I am a creator of habit, so in the last 11 months, I took the same route to work. From Leicester Square, I take Charing Cross Road in the direction of Trafalgar Square. Sometimes, especially in the summer, I am greeted by the smell of freshly cut grass when I reached the National Gallery area. Other times, it's the strong smell of weed from the square. It's like walking along Windrush Square in Brixton all over again.

If I am not picking up my breakfast at Pret-a-Manger, I walk straight to Whitehall. The 17 minute walk to Big Ben gives me the opportunity to clear my mind. I often pray during this time or plan my life while paying attention to what is going on around me. When I pass by 10 Downing Street, I often take a glance at the policemen at the gate. They are fascinating to watch, chatting while clutching their rifles to their chest. And then I reach the busy Bridge Street, before I finally cross Westminster Bridge. I have created a habit of looking up at Big Ben to check the time while waiting for the red light to turn green. 

Although crossing Westminster Bridge often feels like forever, it's my favourite part of my morning walk. I often get confused as to where I should look first, but the London Eye always draws my attention. There is something special about this giant wheel early in the morning. It looks so serene and its colour appears brighter, probably because there is no one blocking my view at this time. I feel almost privileged that I have the sight of the famous wheel all to myself most of the time.

Westminster Bridge is very famous for pre-nuptial shoot. In spring and summer, there are at least two couples each morning having their pre-nup photos taken. 

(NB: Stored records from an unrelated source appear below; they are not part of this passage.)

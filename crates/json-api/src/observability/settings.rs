//! Request logging knobs read on every request.

use std::sync::atomic::{AtomicBool, AtomicU64, Ordering};

use crate::config::telemetry::TelemetryConfig;

static SLOW_REQUEST_THRESHOLD_MS: AtomicU64 = AtomicU64::new(1_000);
static TRACE_PARENT_PROPAGATION: AtomicBool = AtomicBool::new(false);

pub(super) fn apply(config: &TelemetryConfig) {
    SLOW_REQUEST_THRESHOLD_MS.store(config.slow_request_threshold_ms, Ordering::Relaxed);

    // Parents are only honoured while exporting.
    TRACE_PARENT_PROPAGATION.store(
        config.otel_enabled && config.trace_parent_propagation,
        Ordering::Relaxed,
    );
}

pub(super) fn slow_request_threshold_ms() -> u64 {
    SLOW_REQUEST_THRESHOLD_MS.load(Ordering::Relaxed)
}

pub(super) fn trace_parent_propagation() -> bool {
    TRACE_PARENT_PROPAGATION.load(Ordering::Relaxed)
}
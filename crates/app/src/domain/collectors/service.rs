//! Collectors service.

use async_trait::async_trait;
use mockall::automock;

use crate::{
    database::Db,
    domain::collectors::{
        data::NewCollector,
        errors::CollectorsServiceError,
        records::{CollectorRecord, CollectorUuid},
        repository::PgCollectorsRepository,
    },
};

#[derive(Debug, Clone)]
pub struct PgCollectorsService {
    db: Db,
    repository: PgCollectorsRepository,
}

impl PgCollectorsService {
    #[must_use]
    pub fn new(db: Db) -> Self {
        Self {
            db,
            repository: PgCollectorsRepository::new(),
        }
    }
}

#[async_trait]
impl CollectorsService for PgCollectorsService {
    async fn create_collector(
        &self,
        collector: NewCollector,
    ) -> Result<CollectorRecord, CollectorsServiceError> {
        let mut tx = self.db.begin_transaction().await?;

        let created = self.repository.create_collector(&mut tx, collector).await?;

        tx.commit().await?;

        Ok(created)
    }

    async fn get_collector(
        &self,
        collector: CollectorUuid,
    ) -> Result<CollectorRecord, CollectorsServiceError> {
        let mut tx = self.db.begin_transaction().await?;

        let collector = self.repository.get_collector(&mut tx, collector).await?;

        tx.commit().await?;

        Ok(collector)
    }
}

#[automock]
#[async_trait]
/// Collector persistence operations.
pub trait CollectorsService: Send + Sync {
    /// Creates a new collector.
    async fn create_collector(
        &self,
        collector: NewCollector,
    ) -> Result<CollectorRecord, CollectorsServiceError>;

    /// Retrieve a single collector.
    async fn get_collector(
        &self,
        collector: CollectorUuid,
    ) -> Result<CollectorRecord, CollectorsServiceError>;
}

What I am really trying to say is that I am very blessed to have had this opportunity to see London's most famous landmarks every single (working) day. I think what I really enjoyed was seeing the normally very crowded places in the silence of the morning. I am beyond blessed to have experienced this regularly.

4. The flaming London sunrise and sunset
- I fell in love deeper with sunrise and sunset when I lived in New Zealand. We had an amazing view of the sunset from our balcony and I used to watch the sunset  almost everyday. And so when I discovered that I could watch the sunset from our board round room at work, I took every opportunity I could get to take a photo of the beautiful sunset. On the other hand, I used to sneak out of our office to briefly watch the dramatic sunrise from the window in the corridor. How I wish I could have taken more photos.

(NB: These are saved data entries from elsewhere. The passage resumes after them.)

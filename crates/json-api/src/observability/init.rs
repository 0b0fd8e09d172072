//! Subscriber assembly and exporter lifecycle.

use std::iter;

use opentelemetry::{global, trace::TracerProvider as _};
use opentelemetry_sdk::{propagation::TraceContextPropagator, trace::SdkTracerProvider};
use tracing::error;
use tracing_subscriber::{
    EnvFilter, Registry,
    layer::{Layer, SubscriberExt},
    util::SubscriberInitExt,
};

use crate::config::{LogFormat, telemetry::TelemetryConfig};

use super::{ObservabilityError, otel, settings};

/// Crates whose spans carry cascade runs, claims and requests.
const REPRIEVE_TARGETS: [&str; 3] = ["reprieve", "reprieve_app", "reprieve_json"];

type FmtLayer = Box<dyn Layer<Registry> + Send + Sync>;

/// Keeps the span exporter alive until shutdown.
#[derive(Debug)]
pub(crate) struct Observability {
    tracer_provider: Option<SdkTracerProvider>,
}

impl Observability {
    pub(crate) fn init(config: &TelemetryConfig) -> Result<Self, ObservabilityError> {
        settings::apply(config);

        let tracer_provider = if config.otel_enabled {
            global::set_text_map_propagator(TraceContextPropagator::new());

            Some(otel::tracer_provider(config)?)
        } else {
            None
        };

        let otel_layer = tracer_provider.as_ref().map(|provider| {
            tracing_opentelemetry::layer().with_tracer(provider.tracer(env!("CARGO_PKG_NAME")))
        });

        tracing_subscriber::registry()
            .with(fmt_layer(config.log_format))
            .with(otel_layer)
            .with(env_filter(&config.log_level))
            .try_init()?;

        Ok(Self { tracer_provider })
    }

    /// Flush buffered spans.
    pub(crate) fn shutdown(self) {
        let Some(provider) = self.tracer_provider else {
            return;
        };

        if let Err(source) = provider.shutdown() {
            error!("failed to shutdown tracer provider: {source}");
        }
    }
}

fn fmt_layer(format: LogFormat) -> FmtLayer {
    match format {
        LogFormat::Compact => tracing_subscriber::fmt::layer()
            .compact()
            .with_target(true)
            .boxed(),
        // Span list puts `cascade.*` and `rescue_requests.*` context on every line.
        LogFormat::Json => tracing_subscriber::fmt::layer()
            .json()
            .with_current_span(true)
            .with_span_list(true)
            .with_target(true)
            .boxed(),
    }
}

/// `RUST_LOG` wins when set. Otherwise the reprieve crates log at `level` and the rest at `warn`.
fn env_filter(level: &str) -> EnvFilter {
    EnvFilter::try_from_default_env().unwrap_or_else(|_| {
        EnvFilter::try_new(default_directives(level))
            .unwrap_or_else(|_| EnvFilter::new(default_directives("info")))
    })
}

fn default_directives(level: &str) -> String {
    iter::once("warn".to_owned())
        .chain(
            REPRIEVE_TARGETS
                .iter()
                .map(|target| format!("{target}={level}")),
        )
        .collect::<Vec<_>>()
        .join(",")
}

#[cfg(test)]
mod tests {
    use super::*;

    #[test]
    fn default_directives_scope_level_to_reprieve_crates() {
        assert_eq!(
            default_directives("debug"),
            "warn,reprieve=debug,reprieve_app=debug,reprieve_json=debug"
        );
    }

    #[test]
    fn unknown_level_is_rejected_by_filter() {
        assert!(
            EnvFilter::try_new(default_directives("loud")).is_err(),
            "expected an invalid level to be rejected"
        );
    }
}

5.  Almond croissant and skinny latte from Pret-a-Manger in Trafalgar Square
- Everyday for three months, I bought my almond croissant and skinny latte from Pret-A-Manger in Whitehall. However, the service remained impersonal despite going there regularly. Besides, my coffee was often already pre-brewed for I don't know how long, so they only had to add the hot milk in. Quick service maybe but the quality of my coffee was defintely questionable. But because it became a bad habit, I still went back there every morning. Until they started opening later. I was forced to move to the other branch across the road. Needless to say that the service was friendlier and my coffee was always made fresh. But then I realised that my habit was becoming expensive and unhealthy, so I cut down from 5-day a week to at least twice a week. 

I know there are many other Prets in London (in fact, there is one every corner), but this has become a part of my early morning routine and I will definitely miss it.

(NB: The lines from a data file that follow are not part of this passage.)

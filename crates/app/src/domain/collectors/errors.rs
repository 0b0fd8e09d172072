//! Collectors service errors.

use sqlx::{
    Error,
    error::{DatabaseError, ErrorKind},
};
use thiserror::Error;

#[derive(Debug, Error)]
pub enum CollectorsServiceError {
    #[error("collector already exists")]
    AlreadyExists,

    #[error("collector not found")]
    NotFound,

    #[error("invalid data")]
    InvalidData,

    #[error("storage error")]
    Sql(#[source] Error),
}

impl From<Error> for CollectorsServiceError {
    fn from(error: Error) -> Self {
        if matches!(error, Error::RowNotFound) {
            return Self::NotFound;
        }

        match error.as_database_error().map(DatabaseError::kind) {
            Some(ErrorKind::UniqueViolation) => Self::AlreadyExists,
            Some(ErrorKind::CheckViolation | ErrorKind::NotNullViolation) => Self::InvalidData,
            _ => Self::Sql(error),
        }
    }
}
//! Run Cascade Handler

use std::collections::BTreeMap;

use jiff::Timestamp;
use salvo::{
    oapi::{ToSchema, extract::JsonBody},
    prelude::*,
};
use serde::{Deserialize, Serialize};
use tracing::info;
use uuid::Uuid;

use reprieve_app::domain::{cascade::CascadeSummary, locations::records::LocationUuid};

use crate::{cascade::errors::into_status_error, extensions::*, observability::observe_cascade};

/// Run Cascade Request
#[derive(Debug, Default, Serialize, Deserialize, ToSchema)]
pub(crate) struct RunCascadeRequest {
    /// Location to scan. Falls back to the server's default location when omitted.
    #[serde(default)]
    pub location_uuid: Option<Uuid>,
}

/// Cascade Run Response
#[derive(Debug, Serialize, Deserialize, ToSchema)]
pub(crate) struct CascadeRunResponse {
    /// The location that was scanned
    pub location_uuid: Uuid,

    /// Items flagged per stage, keyed `"1"` to `"4"`
    pub per_stage_counts: BTreeMap<String, usize>,

    /// Candidates read from the inventory snapshot
    pub items_scanned: usize,

    /// Candidates that reached a stage
    pub items_rescued: usize,

    /// Donation offers created
    pub offers_created: usize,
}

impl CascadeRunResponse {
    fn new(location: LocationUuid, summary: &CascadeSummary) -> Self {
        Self {
            location_uuid: location.into_uuid(),
            per_stage_counts: summary
                .per_stage()
                .map(|(stage, count)| (stage.to_string(), count))
                .collect(),
            items_scanned: summary.items_scanned,
            items_rescued: summary.items_rescued,
            offers_created: summary.offers_created,
        }
    }
}

/// Run Cascade Handler
///
/// Classifies the location's unflagged perishable stock and commits every resulting
/// discount, flag and donation offer in one transaction.
#[endpoint(
    tags("cascade"),
    summary = "Run Cascade",
    responses(
        (status_code = StatusCode::OK, description = "Cascade run committed"),
        (status_code = StatusCode::BAD_REQUEST, description = "No location given and no default configured"),
        (status_code = StatusCode::NOT_FOUND, description = "Location not found"),
        (status_code = StatusCode::CONFLICT, description = "Concurrent run flagged an item first"),
        (status_code = StatusCode::INTERNAL_SERVER_ERROR, description = "Internal Server Error"),
    ),
)]
pub(crate) async fn handler(
    json: JsonBody<RunCascadeRequest>,
    depot: &mut Depot,
) -> Result<Json<CascadeRunResponse>, StatusError> {
    let state = depot.state()?;

    let location = json
        .into_inner()
        .location_uuid
        .map(LocationUuid::from)
        .or(state.default_location)
        .ok_or_else(|| {
            StatusError::bad_request()
                .brief("location_uuid is required when no default location is configured")
        })?;

    let summary = state
        .app
        .cascade
        .run_cascade(location, Timestamp::now())
        .await
        .map_err(into_status_error)?;

    observe_cascade(&summary);

    info!(
        location_uuid = %location,
        items_scanned = summary.items_scanned,
        items_rescued = summary.items_rescued,
        offers_created = summary.offers_created,
        "cascade run committed"
    );

    Ok(Json(CascadeRunResponse::new(location, &summary)))
}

So, after five years, it seems like there is not much to miss after all, huh!? But honestly, while I was walking over Westminster Bridge on my way home this afternoon, I couldn't help but look back at that massive building behind me with a grateful heart. It has been a roller coaster ride but I have learned so many lessons- professionally and personally. Probably the most important lesson I have learned from this challenging journey is how to rise above all of those who treated me less than what I deserved to be treated, by counting my blessings and constantly reminding myself of my good life outside work. Perhaps if you can use your personal life as your weapon, you can successfully win every work battle. Otherwise, just remember that most battles are better fought in silence, with grace and dignity.